Les Allemands peuvent respirer un peu plus facilement. Le 18 septembre, le gouvernement a annoncé des mesures visant à alléger le prix du carburant, à l’approche de deux scrutins régionaux décisifs pour l’avenir du chancelier Friedrich Merz. Cette initiative, adoptée par la coalition entre les conservateurs et les sociaux-démocrates ainsi que les dirigeants des régions, prévoit une réduction de la taxe sur l’énergie appliquée à l’essence et au diesel.
EN BREF
- Le gouvernement allemand réduit la taxe sur les carburants de 14 centimes par litre.
- Cette mesure pourrait alléger les factures des consommateurs de 2,5 milliards d’euros.
- Les élections régionales de Berlin et de Mecklembourg-Poméranie Occidentale approchent.
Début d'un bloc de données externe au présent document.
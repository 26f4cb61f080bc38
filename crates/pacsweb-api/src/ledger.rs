//! The data access seam: one async method per ledger endpoint.

use async_trait::async_trait;
use log::{debug, info};
use pacsweb_core::features::{FETCH_EXCHANGERATE_ENDPOINT_V2, TOKEN_IN_EXCHANGE_FETCHER};
use pacsweb_core::forms::{
    AccountSpec, BalanceEvolutionQuery, ExchangeRateQuery, FlowEvolutionQuery, TransactionRequest,
};
use pacsweb_core::{
    Account, AccountFlows, BalanceEvolutionData, Currency, FeatureFlags, JournalPage, Pagination,
    Pk, Transaction,
};
use pacsweb_parser::portfolio::{from_exchange_rates_api, ExchangeRatesHistory};
use pacsweb_parser::PricePortfolio;
use std::collections::BTreeMap;
use std::sync::Arc;

use crate::client::HttpClient;
use crate::endpoints;
use crate::error::Result;
use crate::wire::{self, DataResponse};

/// Server side feature toggles, by name
pub type FeatureToggles = BTreeMap<String, bool>;

pub type LedgerApiRef = Arc<dyn LedgerApi>;

/// Everything the views need from the ledger server
#[async_trait]
pub trait LedgerApi: Send + Sync {
    async fn create_account(&self, spec: &AccountSpec) -> Result<Account>;
    async fn update_account(&self, pk: Pk, spec: &AccountSpec) -> Result<Account>;
    async fn delete_account(&self, pk: Pk) -> Result<()>;
    async fn get_accounts(&self) -> Result<Vec<Account>>;

    async fn create_transaction(&self, request: &TransactionRequest) -> Result<Transaction>;
    async fn update_transaction(&self, pk: Pk, request: &TransactionRequest) -> Result<Transaction>;
    async fn delete_transaction(&self, pk: Pk) -> Result<()>;
    async fn get_transaction(&self, pk: Pk) -> Result<Transaction>;
    async fn get_recent_transactions(&self) -> Result<Vec<Transaction>>;

    async fn get_currencies(&self) -> Result<Vec<Currency>>;

    async fn get_paginated_journal(&self, account: Pk, pagination: &Pagination) -> Result<JournalPage>;

    async fn get_balance_evolution(&self, query: &BalanceEvolutionQuery) -> Result<Vec<BalanceEvolutionData>>;
    async fn get_flows_evolution(&self, query: &FlowEvolutionQuery) -> Result<Vec<AccountFlows>>;

    async fn get_feature_toggles(&self) -> Result<FeatureToggles>;

    /// Exchange rates through the exchangeratesapi.io proxy
    async fn fetch_exchange_rates(&self, query: &ExchangeRateQuery, token: Option<&str>) -> Result<PricePortfolio>;

    /// Exchange rates already shaped as a price portfolio
    async fn fetch_exchange_rates_v2(&self, query: &ExchangeRateQuery, token: Option<&str>) -> Result<PricePortfolio>;

    /// Picks the exchange rate endpoint and whether the token travels in the
    /// query string according to the client feature flags.
    async fn fetch_exchange_rates_with_flags(
        &self,
        flags: &FeatureFlags,
        query: &ExchangeRateQuery,
        token: Option<&str>,
    ) -> Result<PricePortfolio> {
        let token = if flags.is_active(TOKEN_IN_EXCHANGE_FETCHER)? {
            token
        } else {
            None
        };
        if flags.is_active(FETCH_EXCHANGERATE_ENDPOINT_V2)? {
            self.fetch_exchange_rates_v2(query, token).await
        } else {
            self.fetch_exchange_rates(query, token).await
        }
    }
}

#[async_trait]
impl LedgerApi for HttpClient {
    async fn create_account(&self, spec: &AccountSpec) -> Result<Account> {
        spec.validate()?;
        info!("Creating account {}", spec.name);
        self.post(endpoints::ACCOUNTS, &wire::account_spec_to_wire(spec)?).await
    }

    async fn update_account(&self, pk: Pk, spec: &AccountSpec) -> Result<Account> {
        spec.validate()?;
        info!("Updating account {}", pk);
        self.patch(&endpoints::account(pk), &wire::account_spec_to_wire(spec)?).await
    }

    async fn delete_account(&self, pk: Pk) -> Result<()> {
        info!("Deleting account {}", pk);
        self.delete(&endpoints::account(pk)).await
    }

    async fn get_accounts(&self) -> Result<Vec<Account>> {
        self.get(endpoints::ACCOUNTS).await
    }

    async fn create_transaction(&self, request: &TransactionRequest) -> Result<Transaction> {
        info!("Creating transaction {}", request.description);
        self.post(endpoints::TRANSACTIONS, &wire::transaction_request_to_wire(request)?).await
    }

    async fn update_transaction(&self, pk: Pk, request: &TransactionRequest) -> Result<Transaction> {
        info!("Updating transaction {}", pk);
        self.patch(&endpoints::transaction(pk), &wire::transaction_request_to_wire(request)?)
            .await
    }

    async fn delete_transaction(&self, pk: Pk) -> Result<()> {
        info!("Deleting transaction {}", pk);
        self.delete(&endpoints::transaction(pk)).await
    }

    async fn get_transaction(&self, pk: Pk) -> Result<Transaction> {
        self.get(&endpoints::transaction(pk)).await
    }

    async fn get_recent_transactions(&self) -> Result<Vec<Transaction>> {
        self.get(endpoints::TRANSACTIONS).await
    }

    async fn get_currencies(&self) -> Result<Vec<Currency>> {
        self.get(endpoints::CURRENCIES).await
    }

    async fn get_paginated_journal(&self, account: Pk, pagination: &Pagination) -> Result<JournalPage> {
        self.get_with_query(&endpoints::journal(account), &endpoints::journal_query(pagination))
            .await
    }

    async fn get_balance_evolution(&self, query: &BalanceEvolutionQuery) -> Result<Vec<BalanceEvolutionData>> {
        let response: DataResponse<BalanceEvolutionData> = self
            .post(endpoints::BALANCE_EVOLUTION, &wire::balance_evolution_body(query))
            .await?;
        Ok(response.data)
    }

    async fn get_flows_evolution(&self, query: &FlowEvolutionQuery) -> Result<Vec<AccountFlows>> {
        let response: DataResponse<AccountFlows> = self
            .post(endpoints::FLOW_EVOLUTION, &wire::flow_evolution_body(query)?)
            .await?;
        Ok(response.data)
    }

    async fn get_feature_toggles(&self) -> Result<FeatureToggles> {
        self.get(endpoints::FEATURE_TOGGLES).await
    }

    async fn fetch_exchange_rates(&self, query: &ExchangeRateQuery, token: Option<&str>) -> Result<PricePortfolio> {
        let history: ExchangeRatesHistory = self
            .get_with_query(
                endpoints::EXCHANGE_RATES,
                &endpoints::exchange_rates_query(query, token),
            )
            .await?;
        debug!("Received exchange rates for {} days", history.rates.len());
        Ok(from_exchange_rates_api(&history)?)
    }

    async fn fetch_exchange_rates_v2(&self, query: &ExchangeRateQuery, token: Option<&str>) -> Result<PricePortfolio> {
        self.get_with_query(
            endpoints::EXCHANGE_RATES_V2,
            &endpoints::exchange_rates_query(query, token),
        )
        .await
    }
}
À partir du 1er octobre et jusqu’à la fin de l’année, les Allemands bénéficieront d’un rabais fiscal, qui représente une baisse de 14 centimes par litre pour les carburants, incluant une réduction de la TVA, portant l’allégement total à 17 centimes par litre. Cette décision fait écho à des mesures similaires mises en place en mai et juin, lorsque le gouvernement de Friedrich Merz avait déjà tenté de soulager les automobilistes.
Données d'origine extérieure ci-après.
//! HTTP client for the pacs ledger REST API
//!
//! [`LedgerApi`] is what the rest of the application depends on;
//! [`HttpClient`] implements it over `reqwest`.

pub mod client;
pub mod context;
pub mod endpoints;
pub mod error;
pub mod ledger;
pub mod login;
pub mod wire;

pub use client::{ClientOptions, HttpClient};
pub use context::fetch_app_context;
pub use error::{ApiError, Result, REQUEST_ERROR_MSG};
pub use ledger::{FeatureToggles, LedgerApi, LedgerApiRef};
pub use login::LoginService;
Le gouvernement estime qu’avec ces nouvelles mesures, la facture totale des consommateurs et des entreprises allemandes en matière de carburant pourrait diminuer d’environ 2,5 milliards d’euros. Les 16 États régionaux participeront à cet allégement à hauteur de 1,25 milliard d’euros, ce qui souligne l’importance de cette initiative dans le contexte économique actuel.
En parallèle, le gouvernement allemand a évoqué la possibilité de discussions avec l’industrie pétrolière pour envisager un plafonnement du prix du carburant, inspiré des modèles en vigueur au Luxembourg et en Belgique, avec une mise en œuvre prévue d’ici le 1er janvier 2027.
Friedrich Merz, leader du parti conservateur, a affirmé que ceux qui dépendent de leur voiture pour leurs déplacements quotidiens avaient atteint leurs limites. Il a souligné l’engagement de son gouvernement à aider les citoyens face à la flambée des prix, promettant des solutions rapides pour alléger la pression sur les ménages.
Cette situation intervient alors que l’Allemagne, comme le reste de l’Europe, est frappée par des perturbations sur le marché mondial, exacerbées par la guerre au Moyen-Orient et la fermeture du détroit d’Ormuz. De plus, le récent succès de l’extrême droite lors des élections régionales a mis une pression supplémentaire sur le chancelier, dont l’impopularité est croissante.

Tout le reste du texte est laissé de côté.